Highlighting at home is perhaps the last DIY beauty frontier that even the most skilled beauty enthusiast has trouble mastering. But Madison Reed has set out to change that. The San Francisco-based startup has launched a new kit, Light Works, a two-step at-home balayage set that helps users achieve natural-looking highlights. The service will also be available soon at Madison Reed Color Bars. The brand recently partnered with former L’Oréal colorist, David Stanko, who joined the company as a permanent team member last November in the role of VP of Technical Design and Education. With 32 years’ experience, he’s evaluated and launched professional hair color around the world. “Color is an emotion,” he said. “When a woman has beautiful color, and her roots are touched up, it changes her,” he explained. “She’s nicer, friendlier to the valet parking guy, and she loves her partner again, until her roots come in.”

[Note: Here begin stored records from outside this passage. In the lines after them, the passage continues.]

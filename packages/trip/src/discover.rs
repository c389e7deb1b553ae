//! Trip file discovery.
//!
//! Patterns are file-name prefixes with an optional trailing `*`
//! (`green*`, `yellow*`), matched against the entries of one directory.

use std::path::{Path, PathBuf};

use taxi_nbhd_trip_models::TaxiType;

use crate::TripError;

/// Default patterns: every green and yellow trip file.
pub const DEFAULT_PATTERNS: &[&str] = &["green*", "yellow*"];

/// A trip file and the fleet it belongs to.
#[derive(Debug, Clone, PartialEq, Eq, PartialOrd, Ord)]
pub struct TripFile {
    /// Location on disk.
    pub path: PathBuf,
    /// Fleet inferred from the file name.
    pub taxi_type: TaxiType,
}

impl TripFile {
    /// Wraps `path`, inferring the fleet from its file name.
    #[must_use]
    pub fn new(path: PathBuf) -> Self {
        let taxi_type = path
            .file_name()
            .map_or(TaxiType::Yellow, |n| TaxiType::from_file_name(&n.to_string_lossy()));
        Self { path, taxi_type }
    }
}

/// Whether `name` matches a prefix pattern such as `green*`.
#[must_use]
pub fn matches_pattern(name: &str, pattern: &str) -> bool {
    pattern
        .strip_suffix('*')
        .map_or_else(|| name == pattern, |prefix| name.starts_with(prefix))
}

/// Lists the regular files in `dir` matching any of `patterns`, grouped by
/// pattern order and sorted by name within each group.
///
/// # Errors
///
/// Returns [`TripError::Io`] if the directory cannot be read.
pub fn discover_trip_files<S: AsRef<str>>(
    dir: &Path,
    patterns: &[S],
) -> Result<Vec<TripFile>, TripError> {
    let mut names = Vec::new();
    for entry in std::fs::read_dir(dir)? {
        let entry = entry?;
        if entry.file_type()?.is_file() {
            names.push(entry.file_name().to_string_lossy().into_owned());
        }
    }
    names.sort();

    let mut files: Vec<TripFile> = Vec::new();
    for pattern in patterns {
        for name in &names {
            let path = dir.join(name);
            if matches_pattern(name, pattern.as_ref()) && !files.iter().any(|f| f.path == path) {
                files.push(TripFile::new(path));
            }
        }
    }

    log::info!("Found {} trip file(s) in {}", files.len(), dir.display());
    Ok(files)
}

#[cfg(test)]
mod tests {
    use super::*;

    #[test]
    fn prefix_patterns_match() {
        assert!(matches_pattern("green_01_2015.gz", "green*"));
        assert!(!matches_pattern("yellow_01_2015.gz", "green*"));
        assert!(matches_pattern("exact.csv", "exact.csv"));
        assert!(!matches_pattern("exact.csv.gz", "exact.csv"));
    }

    #[test]
    fn discovers_files_in_pattern_order() {
        let dir = tempfile::tempdir().unwrap();
        for name in ["yellow_02_2015.gz", "yellow_01_2015.gz", "green_01_2015.gz", "pd_locs.csv.gz"] {
            std::fs::write(dir.path().join(name), "").unwrap();
        }
        std::fs::create_dir(dir.path().join("green_dir")).unwrap();

        let files = discover_trip_files(dir.path(), DEFAULT_PATTERNS).unwrap();
        let names: Vec<String> = files
            .iter()
            .map(|f| f.path.file_name().unwrap().to_string_lossy().into_owned())
            .collect();
        assert_eq!(
            names,
            vec!["green_01_2015.gz", "yellow_01_2015.gz", "yellow_02_2015.gz"]
        );
        assert_eq!(files[0].taxi_type, TaxiType::Green);
        assert_eq!(files[1].taxi_type, TaxiType::Yellow);
    }

    #[test]
    fn overlapping_patterns_do_not_duplicate() {
        let dir = tempfile::tempdir().unwrap();
        std::fs::write(dir.path().join("green_01.csv"), "").unwrap();
        let files = discover_trip_files(dir.path(), &["green*", "g*"]).unwrap();
        assert_eq!(files.len(), 1);
    }
}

Here’s how the new Light Works kit works.

Madison Reed develops and makes all of their own products, which differentiates it from competitors in the at-home hair color space. “There’s a clay component to the lightener, which helps the product stay longer and lighten a bit more for you,” David said. Typical at-home color kits include mixing powder instead of a cream format, which puffs when you mix it and dries out faster. What makes Madison Reed’s iteration innovative is that the algorithm on the brand’s site narrows down one’s candidacy for Light Works based on answers to 13 hair color profile questions. For example, those with relaxed, keratin-treated, or black or dyed-black hair are not suited for this product, but most others are.

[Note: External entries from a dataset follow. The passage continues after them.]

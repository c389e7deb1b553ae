//! Pipeline configuration.
//!
//! Values come from, in increasing priority: built-in defaults, the TOML
//! config file, `TAXI_NBHD_*` environment variables, and command-line
//! flags.

use std::path::{Path, PathBuf};

use serde::{Deserialize, Serialize};
use taxi_nbhd_geography_models::{DEFAULT_ROUNDING_DECIMALS, MAX_ROUNDING_DECIMALS};
use taxi_nbhd_neighborhood_models::NeighborhoodFieldMapping;
use taxi_nbhd_storage::paths::DEFAULT_DATA_DIR;
use taxi_nbhd_trip::discover::DEFAULT_PATTERNS;
use thiserror::Error;

/// Config file read from the working directory when `--config` is absent.
pub const DEFAULT_CONFIG_FILE: &str = "taxi_nbhd.toml";

/// Overrides `rounding_decimals`.
pub const ENV_ROUNDING_DECIMALS: &str = "TAXI_NBHD_ROUNDING_DECIMALS";

/// Overrides `data_dir`.
pub const ENV_DATA_DIR: &str = "TAXI_NBHD_DATA_DIR";

/// Errors that can occur while assembling the configuration.
#[derive(Debug, Error)]
pub enum ConfigError {
    /// The config file could not be read.
    #[error("Failed to read {}: {source}", .path.display())]
    Read {
        /// Config file path.
        path: PathBuf,
        /// Underlying error.
        source: std::io::Error,
    },

    /// The config file is not valid TOML for [`PipelineConfig`].
    #[error("Failed to parse config: {0}")]
    Parse(#[from] toml::de::Error),

    /// An environment variable holds an unusable value.
    #[error("Invalid value for {name}: {value:?}")]
    InvalidEnv {
        /// Variable name.
        name: &'static str,
        /// Value found.
        value: String,
    },

    /// Rounding precision outside `0..=9`.
    #[error("rounding_decimals must be between 0 and {max}, got {0}", max = MAX_ROUNDING_DECIMALS)]
    InvalidDecimals(u32),

    /// A worker count of zero.
    #[error("threads must be at least 1")]
    InvalidThreads,
}

/// Settings shared by every subcommand.
#[derive(Debug, Clone, PartialEq, Eq, Serialize, Deserialize)]
#[serde(default)]
pub struct PipelineConfig {
    /// Decimal places coordinates are rounded to.
    pub rounding_decimals: u32,
    /// Directory holding inputs and generated artifacts.
    pub data_dir: PathBuf,
    /// Neighborhood boundary `GeoJSON`, relative to `data_dir` unless
    /// absolute.
    pub neighborhoods: PathBuf,
    /// File-name patterns selecting trip files in `data_dir`.
    pub trip_globs: Vec<String>,
    /// Whether dropoff locations are resolved along with pickups.
    pub include_dropoffs: bool,
    /// Worker threads for resolution.
    pub threads: usize,
    /// Feature properties carrying the names.
    pub properties: NeighborhoodFieldMapping,
}

impl Default for PipelineConfig {
    fn default() -> Self {
        Self {
            rounding_decimals: DEFAULT_ROUNDING_DECIMALS,
            data_dir: PathBuf::from(DEFAULT_DATA_DIR),
            neighborhoods: PathBuf::from("nyc_neighborhoods.json"),
            trip_globs: DEFAULT_PATTERNS.iter().map(ToString::to_string).collect(),
            include_dropoffs: true,
            threads: 1,
            properties: NeighborhoodFieldMapping::default(),
        }
    }
}

/// Values given on the command line.
#[derive(Debug, Clone, Default, PartialEq, Eq)]
pub struct Overrides {
    /// `--config`
    pub config: Option<PathBuf>,
    /// `--data-dir`
    pub data_dir: Option<PathBuf>,
    /// `--decimals`
    pub decimals: Option<u32>,
}

impl PipelineConfig {
    /// Parses a TOML document. Missing keys keep their defaults.
    ///
    /// # Errors
    ///
    /// Returns [`ConfigError::Parse`] for invalid TOML or mistyped keys.
    pub fn from_toml_str(text: &str) -> Result<Self, ConfigError> {
        Ok(toml::from_str(text)?)
    }

    /// Reads the config file at `path`, or [`DEFAULT_CONFIG_FILE`] if it
    /// exists when `path` is `None`.
    ///
    /// # Errors
    ///
    /// Returns [`ConfigError`] if an explicitly named file is missing or
    /// any file fails to parse.
    pub fn from_file(path: Option<&Path>) -> Result<Self, ConfigError> {
        let path = match path {
            Some(p) => p.to_path_buf(),
            None => {
                let default = PathBuf::from(DEFAULT_CONFIG_FILE);
                if !default.is_file() {
                    log::debug!("No {DEFAULT_CONFIG_FILE} found, using defaults");
                    return Ok(Self::default());
                }
                default
            }
        };

        let text = std::fs::read_to_string(&path).map_err(|source| ConfigError::Read {
            path: path.clone(),
            source,
        })?;
        log::debug!("Loaded config from {}", path.display());
        Self::from_toml_str(&text)
    }

    /// Applies environment overrides read through `lookup`.
    ///
    /// # Errors
    ///
    /// Returns [`ConfigError::InvalidEnv`] if the decimals variable is not
    /// a number.
    pub fn apply_env<F>(&mut self, lookup: F) -> Result<(), ConfigError>
    where
        F: Fn(&str) -> Option<String>,
    {
        if let Some(value) = lookup(ENV_ROUNDING_DECIMALS) {
            self.rounding_decimals = value.trim().parse().map_err(|_| ConfigError::InvalidEnv {
                name: ENV_ROUNDING_DECIMALS,
                value: value.clone(),
            })?;
        }
        if let Some(value) = lookup(ENV_DATA_DIR).filter(|v| !v.is_empty()) {
            self.data_dir = PathBuf::from(value);
        }
        Ok(())
    }

    /// Applies command-line overrides.
    pub fn apply_overrides(&mut self, overrides: &Overrides) {
        if let Some(dir) = &overrides.data_dir {
            self.data_dir.clone_from(dir);
        }
        if let Some(decimals) = overrides.decimals {
            self.rounding_decimals = decimals;
        }
    }

    /// Checks value ranges.
    ///
    /// # Errors
    ///
    /// Returns [`ConfigError`] for out-of-range decimals or zero threads.
    pub fn validate(&self) -> Result<(), ConfigError> {
        if self.rounding_decimals > MAX_ROUNDING_DECIMALS {
            return Err(ConfigError::InvalidDecimals(self.rounding_decimals));
        }
        if self.threads == 0 {
            return Err(ConfigError::InvalidThreads);
        }
        Ok(())
    }

    /// File, then process environment, then `overrides`, validated.
    ///
    /// # Errors
    ///
    /// See [`Self::from_file`], [`Self::apply_env`], [`Self::validate`].
    pub fn resolve(overrides: &Overrides) -> Result<Self, ConfigError> {
        let mut config = Self::from_file(overrides.config.as_deref())?;
        config.apply_env(|name| std::env::var(name).ok())?;
        config.apply_overrides(overrides);
        config.validate()?;
        Ok(config)
    }

    /// Location of the boundary file.
    #[must_use]
    pub fn neighborhoods_path(&self) -> PathBuf {
        if self.neighborhoods.is_absolute() {
            self.neighborhoods.clone()
        } else {
            self.data_dir.join(&self.neighborhoods)
        }
    }
}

There are two steps to the kit: the first is lightening; the second is toning. For the lightening step, the kit includes an ammonia-free lightening cream and lightening activator, as well as a patent-pending wishbone balayage applicator to ensure fool-proof application, designed by colorists to mimic salon balayage. “The bristles are soft, the advantage is that it holds the product but doesn’t push the product through the hair,” explained David. “You don’t want it to seep through.” For step two, there’s a toning glaze and activator. The toner is available in four different shades — Ardenza (warm caramel), Palmi (warm honey), Lazio (cool toffee) and Sorrento (cool vanilla). This second step, also referred to as glazing or glossing at salons, blends the highlights while imparting shine to hair. With warm- and cool-tone brunette and blonde toner offerings, this demi-permanent glaze will work for a multitude of hair hues.

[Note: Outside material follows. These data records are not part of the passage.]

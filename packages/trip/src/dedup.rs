//! Reduction of trip coordinates to a sorted set of distinct rounded keys.
//!
//! Rounding is what keeps geocoding tractable: however many trips the
//! corpus holds, the resolver only sees one entry per rounded bucket. The
//! output is sorted by longitude then latitude, which the resolver's
//! locality heuristic depends on.

use std::collections::BTreeSet;

use taxi_nbhd_geography_models::{MAX_ROUNDING_DECIMALS, RoundedCoordinate};
use taxi_nbhd_progress::ProgressCallback;
use taxi_nbhd_trip_models::TripRecord;

use crate::{TripError, TripFile};

/// Which trip endpoints contribute coordinates.
#[derive(Debug, Clone, Copy, PartialEq, Eq, Default)]
pub enum CoordinateSelection {
    /// Pickup locations only.
    PickupOnly,
    /// Pickup and dropoff locations.
    #[default]
    PickupAndDropoff,
}

/// Accumulates distinct rounded coordinates across any number of trips.
#[derive(Debug, Clone)]
pub struct CoordinateDeduplicator {
    decimals: u32,
    selection: CoordinateSelection,
    coords: BTreeSet<RoundedCoordinate>,
    missing: u64,
}

impl CoordinateDeduplicator {
    /// Creates an empty deduplicator.
    ///
    /// # Errors
    ///
    /// Returns [`TripError::InvalidPrecision`] if `decimals` exceeds
    /// [`MAX_ROUNDING_DECIMALS`].
    pub fn new(decimals: u32, selection: CoordinateSelection) -> Result<Self, TripError> {
        if decimals > MAX_ROUNDING_DECIMALS {
            return Err(TripError::InvalidPrecision(decimals));
        }
        Ok(Self {
            decimals,
            selection,
            coords: BTreeSet::new(),
            missing: 0,
        })
    }

    /// Adds the selected endpoints of one trip.
    ///
    /// An endpoint with a missing or non-finite component is counted and
    /// otherwise ignored.
    pub fn observe(&mut self, trip: &TripRecord) {
        self.observe_pair(trip.pickup_longitude, trip.pickup_latitude);
        if self.selection == CoordinateSelection::PickupAndDropoff {
            self.observe_pair(trip.dropoff_longitude, trip.dropoff_latitude);
        }
    }

    fn observe_pair(&mut self, lon: Option<f64>, lat: Option<f64>) {
        match lon
            .zip(lat)
            .and_then(|(lon, lat)| RoundedCoordinate::from_degrees(lon, lat, self.decimals))
        {
            Some(coord) => {
                self.coords.insert(coord);
            }
            None => self.missing += 1,
        }
    }

    /// Adds every trip in `file`, returning the number of trips read.
    ///
    /// # Errors
    ///
    /// Returns [`TripError`] if the file cannot be read.
    pub fn observe_file(&mut self, file: &TripFile) -> Result<u64, TripError> {
        let before = self.coords.len();
        let count = crate::reader::for_each_trip(&file.path, |trip| self.observe(&trip))?;
        log::info!(
            "{}: {count} trips, {} new coordinates ({} total)",
            file.path.display(),
            self.coords.len() - before,
            self.coords.len()
        );
        Ok(count)
    }

    /// Number of distinct coordinates seen so far.
    #[must_use]
    pub fn len(&self) -> usize {
        self.coords.len()
    }

    /// Whether no coordinate has been seen yet.
    #[must_use]
    pub fn is_empty(&self) -> bool {
        self.coords.is_empty()
    }

    /// Number of endpoints dropped for missing or non-numeric components.
    #[must_use]
    pub const fn missing(&self) -> u64 {
        self.missing
    }

    /// Returns the distinct coordinates sorted by longitude, then latitude.
    #[must_use]
    pub fn finish(self) -> Vec<RoundedCoordinate> {
        if self.missing > 0 {
            log::debug!("Dropped {} endpoint(s) with missing coordinates", self.missing);
        }
        self.coords.into_iter().collect()
    }
}

/// Distinct rounded coordinates of `trips`, sorted by longitude then
/// latitude.
///
/// # Errors
///
/// Returns [`TripError::InvalidPrecision`] if `decimals` exceeds
/// [`MAX_ROUNDING_DECIMALS`].
pub fn extract_unique_coordinates<'a, I>(
    trips: I,
    decimals: u32,
    selection: CoordinateSelection,
) -> Result<Vec<RoundedCoordinate>, TripError>
where
    I: IntoIterator<Item = &'a TripRecord>,
{
    let mut dedup = CoordinateDeduplicator::new(decimals, selection)?;
    for trip in trips {
        dedup.observe(trip);
    }
    Ok(dedup.finish())
}

/// Distinct rounded coordinates across every file in `files`.
///
/// # Errors
///
/// Returns [`TripError`] if the precision is unsupported or any file
/// cannot be read.
pub fn extract_from_files(
    files: &[TripFile],
    decimals: u32,
    selection: CoordinateSelection,
    progress: &dyn ProgressCallback,
) -> Result<Vec<RoundedCoordinate>, TripError> {
    let mut dedup = CoordinateDeduplicator::new(decimals, selection)?;
    progress.set_total(files.len() as u64);

    for file in files {
        progress.set_message(format!("Scanning {}", file.path.display()));
        dedup.observe_file(file)?;
        progress.inc(1);
    }

    let coords = dedup.finish();
    progress.finish(format!("{} unique coordinates", coords.len()));
    log::info!(
        "Collected {} unique coordinates from {} file(s)",
        coords.len(),
        files.len()
    );
    Ok(coords)
}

There are also gloves, a cap, shampoo, conditioner, and a Bond Building Cleansing Treatment to strengthen recently-highlighted strands in the Light Works box.

Madison Reed is in its fourth year of operation and plans to open 20 color bars opening between now and 2019. The Light Works kit retails for $44.95 beginning this month exclusively at madison-reed.com and in Madison Reed Color Bars. It will eventually be sold in Ulta Beauty and Ulta.com.